Nutrition Nuggets: Your Brain on Food


Is your mental health related to what you eat? This question has never been more relevant than in a global pandemic when health experts are worried about the mental health of the population. Months of isolation, decreased physical activity for most people and uncertain times ahead can contribute to anxiety and depression. Can we help our mental state with the foods we eat?

Although there is no one food that you can eat to cure your mental health, scientists are studying patterns of intake and their impact on mental health. This makes sense if you think about what the building blocks of your brain are made of – nutrients!

Studies have compared the Mediterranean diet and the Japanese diet with the typical Western diet and have shown the risk of depression is 25-35% lower in people following the Mediterranean or Japanese diets. The researchers attribute this to the higher levels of fruits, vegetables and fish in these diets, and very low levels of refined sugars and processed foods. The Western diet is typically high in processed foods, refined sugars and saturated fat.

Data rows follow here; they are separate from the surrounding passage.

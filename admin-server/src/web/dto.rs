//! Data transfer objects for web requests and responses.
//!
//! Form bodies come from the HTML pages; JSON bodies come from the editor's
//! fetch calls. Everything user-typed is validated here into domain types
//! before it reaches the editor or the gateway.

use serde::{Deserialize, Serialize};

use crate::domain::{ArrivalTime, BusType, ScheduleStatus, TransitPointKind, TransitType, TripCode, Vnd};
use crate::editor::{NewEntry, PointSnapshot, TransitEntry};
use crate::gateway::{TransitPointInput, TripDto, TripScheduleDto};

/// Error response body for JSON endpoints.
#[derive(Debug, Serialize)]
pub struct ErrorResponse {
    pub error: String,
}

/// A required form field was missing or malformed.
///
/// Blocks only the operation it belongs to; the page stays usable.
#[derive(Debug, Clone, PartialEq, Eq, thiserror::Error)]
#[error("{field}: {message}")]
pub struct FieldError {
    pub field: &'static str,
    pub message: String,
}

impl FieldError {
    fn new(field: &'static str, message: impl Into<String>) -> Self {
        Self {
            field,
            message: message.into(),
        }
    }
}

/// Login form body.
#[derive(Debug, Deserialize)]
pub struct LoginForm {
    pub email: String,
    pub password: String,
}

/// Trip create/edit form body.
#[derive(Debug, Deserialize)]
pub struct TripForm {
    pub code: String,
    pub name: String,
    #[serde(default)]
    pub description: String,
}

impl TripForm {
    /// Validate into the gateway's trip payload.
    pub fn to_trip(&self, id: &str) -> Result<TripDto, FieldError> {
        let code =
            TripCode::parse(&self.code).map_err(|e| FieldError::new("code", e.to_string()))?;
        if self.name.trim().is_empty() {
            return Err(FieldError::new("name", "must not be empty"));
        }

        Ok(TripDto {
            id: id.to_string(),
            code: code.as_str().to_string(),
            name: self.name.trim().to_string(),
            description: if self.description.trim().is_empty() {
                None
            } else {
                Some(self.description.trim().to_string())
            },
            created_at: None,
        })
    }
}

/// Trip schedule create/edit form body.
#[derive(Debug, Deserialize)]
pub struct ScheduleForm {
    pub from_date: String,
    pub to_date: String,
    pub price: i64,
    pub bus_type: String,
    pub status: String,
}

impl ScheduleForm {
    /// Validate into the gateway's schedule payload.
    pub fn to_schedule(&self, trip_id: &str) -> Result<TripScheduleDto, FieldError> {
        let bus_type = BusType::parse(&self.bus_type)
            .map_err(|e| FieldError::new("bus_type", e.to_string()))?;
        let status = ScheduleStatus::parse(&self.status)
            .map_err(|e| FieldError::new("status", e.to_string()))?;

        if self.from_date.trim().is_empty() {
            return Err(FieldError::new("from_date", "must not be empty"));
        }
        if self.to_date.trim().is_empty() {
            return Err(FieldError::new("to_date", "must not be empty"));
        }
        if Vnd::new(self.price) < Vnd::MIN_SCHEDULE_PRICE {
            return Err(FieldError::new(
                "price",
                format!("must be at least {}", Vnd::MIN_SCHEDULE_PRICE),
            ));
        }

        Ok(TripScheduleDto {
            id: None,
            trip_id: Some(trip_id.to_string()),
            from_date: self.from_date.clone(),
            to_date: self.to_date.clone(),
            price: self.price,
            bus_type: bus_type.as_str().to_string(),
            status: status.as_str().to_string(),
        })
    }
}

/// Transit point create/edit form body.
#[derive(Debug, Deserialize)]
pub struct PointForm {
    pub name: String,
    pub address: String,
    #[serde(default)]
    pub hotline: String,
    pub kind: String,
}

impl PointForm {
    /// Validate into the gateway's transit point payload.
    pub fn to_point(&self) -> Result<TransitPointInput, FieldError> {
        let kind = TransitPointKind::parse(&self.kind)
            .map_err(|e| FieldError::new("kind", e.to_string()))?;
        if self.name.trim().is_empty() {
            return Err(FieldError::new("name", "must not be empty"));
        }
        if self.address.trim().is_empty() {
            return Err(FieldError::new("address", "must not be empty"));
        }

        Ok(TransitPointInput {
            name: self.name.trim().to_string(),
            address: self.address.trim().to_string(),
            hotline: self.hotline.trim().to_string(),
            kind: kind.as_str().to_string(),
        })
    }
}

/// Autocomplete query for the editor's add dialog.
#[derive(Debug, Deserialize)]
pub struct PointSearchRequest {
    pub q: String,
    pub limit: Option<u32>,
}

/// One autocomplete option.
#[derive(Debug, Serialize)]
pub struct PointOption {
    pub id: String,
    pub name: String,
    pub address: String,
}

/// Request to append an entry to an editing session.
#[derive(Debug, Deserialize)]
pub struct AddEntryRequest {
    pub transit_point_id: String,
    #[serde(default)]
    pub name: String,
    #[serde(default)]
    pub address: String,
    pub arrival_time: String,
    pub transit_type: String,
}

impl AddEntryRequest {
    /// Validate into an editor input.
    ///
    /// These mirror the add dialog's required-field checks: point selected,
    /// arrival time well-formed, type selected.
    pub fn to_new_entry(&self) -> Result<NewEntry, FieldError> {
        if self.transit_point_id.trim().is_empty() {
            return Err(FieldError::new("transit_point_id", "select a transit point"));
        }
        let arrival_time = ArrivalTime::parse(&self.arrival_time)
            .map_err(|e| FieldError::new("arrival_time", e.to_string()))?;
        let transit_type = TransitType::parse(&self.transit_type)
            .map_err(|e| FieldError::new("transit_type", e.to_string()))?;

        Ok(NewEntry {
            transit_point_id: self.transit_point_id.clone(),
            point: PointSnapshot {
                name: self.name.clone(),
                address: self.address.clone(),
            },
            arrival_time,
            transit_type,
        })
    }
}

/// Request to move an entry. A missing destination is a cancelled drag.
#[derive(Debug, Deserialize)]
pub struct ReorderRequest {
    pub source: usize,
    pub destination: Option<usize>,
}

/// Request to edit one entry's fields in place.
#[derive(Debug, Deserialize)]
pub struct UpdateEntryRequest {
    pub arrival_time: Option<String>,
    pub transit_type: Option<String>,
}

/// One entry of an editing session, as the editor page sees it.
#[derive(Debug, Serialize)]
pub struct EntryDto {
    /// Session-stable key; the drag-and-drop identity
    pub key: String,
    pub transit_point_id: String,
    pub name: String,
    pub address: String,
    pub arrival_time: String,
    pub transit_type: String,
    pub transit_type_label: String,
    pub transit_order: usize,
}

impl EntryDto {
    pub fn from_entry(entry: &TransitEntry) -> Self {
        Self {
            key: entry.key.encode(),
            transit_point_id: entry.transit_point_id.clone(),
            name: entry.point.name.clone(),
            address: entry.point.address.clone(),
            arrival_time: entry.arrival_time.to_string(),
            transit_type: entry.transit_type.as_str().to_string(),
            transit_type_label: entry.transit_type.label().to_string(),
            transit_order: entry.transit_order,
        }
    }
}

/// The full state of an editing session, returned by every editor endpoint.
#[derive(Debug, Serialize)]
pub struct SequenceResponse {
    pub session_id: String,
    pub trip_id: String,
    pub dirty: bool,
    pub entries: Vec<EntryDto>,
}

/// Status report for a watched withdrawal.
#[derive(Debug, Serialize)]
pub struct WithdrawStatusResponse {
    /// Wire-form status, absent until the first fetch lands
    pub status: Option<String>,
    pub label: Option<String>,
    pub terminal: bool,
    /// Whether a watcher is still polling this command
    pub watching: bool,
}

#[cfg(test)]
mod tests {
    use super::*;
    use crate::editor::EntryKey;

    #[test]
    fn trip_form_validates() {
        let form = TripForm {
            code: " SGN-DL-01 ".into(),
            name: " Saigon - Dalat ".into(),
            description: "".into(),
        };
        let trip = form.to_trip("t-1").unwrap();
        assert_eq!(trip.code, "SGN-DL-01");
        assert_eq!(trip.name, "Saigon - Dalat");
        assert_eq!(trip.description, None);

        let bad = TripForm {
            code: "   ".into(),
            name: "x".into(),
            description: "".into(),
        };
        assert_eq!(bad.to_trip("t-1").unwrap_err().field, "code");
    }

    #[test]
    fn schedule_form_enforces_minimum_price() {
        let form = ScheduleForm {
            from_date: "2026-09-01".into(),
            to_date: "2026-09-30".into(),
            price: 99_999,
            bus_type: "SEAT".into(),
            status: "ACTIVE".into(),
        };
        let err = form.to_schedule("t-1").unwrap_err();
        assert_eq!(err.field, "price");

        let ok = ScheduleForm {
            price: 100_000,
            from_date: "2026-09-01".into(),
            to_date: "2026-09-30".into(),
            bus_type: "SEAT".into(),
            status: "ACTIVE".into(),
        };
        let schedule = ok.to_schedule("t-1").unwrap();
        assert_eq!(schedule.trip_id.as_deref(), Some("t-1"));
        assert_eq!(schedule.bus_type, "SEAT");
    }

    #[test]
    fn schedule_form_rejects_unknown_enum_values() {
        let form = ScheduleForm {
            from_date: "2026-09-01".into(),
            to_date: "2026-09-30".into(),
            price: 150_000,
            bus_type: "COACH".into(),
            status: "ACTIVE".into(),
        };
        assert_eq!(form.to_schedule("t-1").unwrap_err().field, "bus_type");
    }

    #[test]
    fn point_form_validates() {
        let form = PointForm {
            name: "Central station".into(),
            address: "1 Main road".into(),
            hotline: "1900".into(),
            kind: "STATION".into(),
        };
        let point = form.to_point().unwrap();
        assert_eq!(point.kind, "STATION");

        let bad = PointForm {
            name: "".into(),
            address: "1 Main road".into(),
            hotline: "".into(),
            kind: "STATION".into(),
        };
        assert_eq!(bad.to_point().unwrap_err().field, "name");
    }

    #[test]
    fn add_entry_request_required_fields() {
        let req = AddEntryRequest {
            transit_point_id: "".into(),
            name: "Central".into(),
            address: "".into(),
            arrival_time: "06:00".into(),
            transit_type: "PICKUP".into(),
        };
        assert_eq!(req.to_new_entry().unwrap_err().field, "transit_point_id");

        let req = AddEntryRequest {
            transit_point_id: "pt-1".into(),
            name: "Central".into(),
            address: "".into(),
            arrival_time: "6am".into(),
            transit_type: "PICKUP".into(),
        };
        assert_eq!(req.to_new_entry().unwrap_err().field, "arrival_time");

        let req = AddEntryRequest {
            transit_point_id: "pt-1".into(),
            name: "Central".into(),
            address: "".into(),
            arrival_time: "06:00".into(),
            transit_type: "".into(),
        };
        assert_eq!(req.to_new_entry().unwrap_err().field, "transit_type");
    }

    #[test]
    fn add_entry_request_valid() {
        let req = AddEntryRequest {
            transit_point_id: "pt-1".into(),
            name: "Central".into(),
            address: "1 Main road".into(),
            arrival_time: "06:30".into(),
            transit_type: "BOTH".into(),
        };
        let entry = req.to_new_entry().unwrap();
        assert_eq!(entry.transit_point_id, "pt-1");
        assert_eq!(entry.arrival_time.to_string(), "06:30");
        assert_eq!(entry.transit_type, TransitType::Both);
    }

    #[test]
    fn entry_dto_carries_stable_key() {
        let entry = TransitEntry {
            key: EntryKey::Persisted("tt-1".into()),
            transit_point_id: "pt-1".into(),
            point: PointSnapshot {
                name: "Central".into(),
                address: "1 Main road".into(),
            },
            arrival_time: ArrivalTime::parse("06:00").unwrap(),
            transit_type: TransitType::Pickup,
            transit_order: 0,
        };

        let dto = EntryDto::from_entry(&entry);
        assert_eq!(dto.key, "p:tt-1");
        assert_eq!(dto.transit_type, "PICKUP");
        assert_eq!(dto.transit_type_label, "Pickup");
        assert_eq!(dto.transit_order, 0);
    }
}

Food insecurity and mental illness are correlated, with food insecurity increasing the risk of mental health issues, and people with mental health conditions being more likely to be food insecure.

Food insecure households tend to consume diets that are higher in saturated fat, refined sugars and lower in fruits and vegetables, which can also impact development from lack of essential nutrients such as iron.

There is still ongoing research on how food insecurity in children impacts mental health. One longitudinal study in Quebec found that there was an association between food insecurity in young children, with hyperactivity/inattention.

Other studies have looked at the longer-term effects on childhood hunger. This study analyzed data from the Canadian National Longitudinal Survey of Children and Youth and found child hunger was a predictor in adolescent and young adult depression, and suicidal ideation.

We do know that children who are food insecure feel the effects every day. Making an impact on children’s hunger in Calgary is why I Can for Kids continues to support families across the city.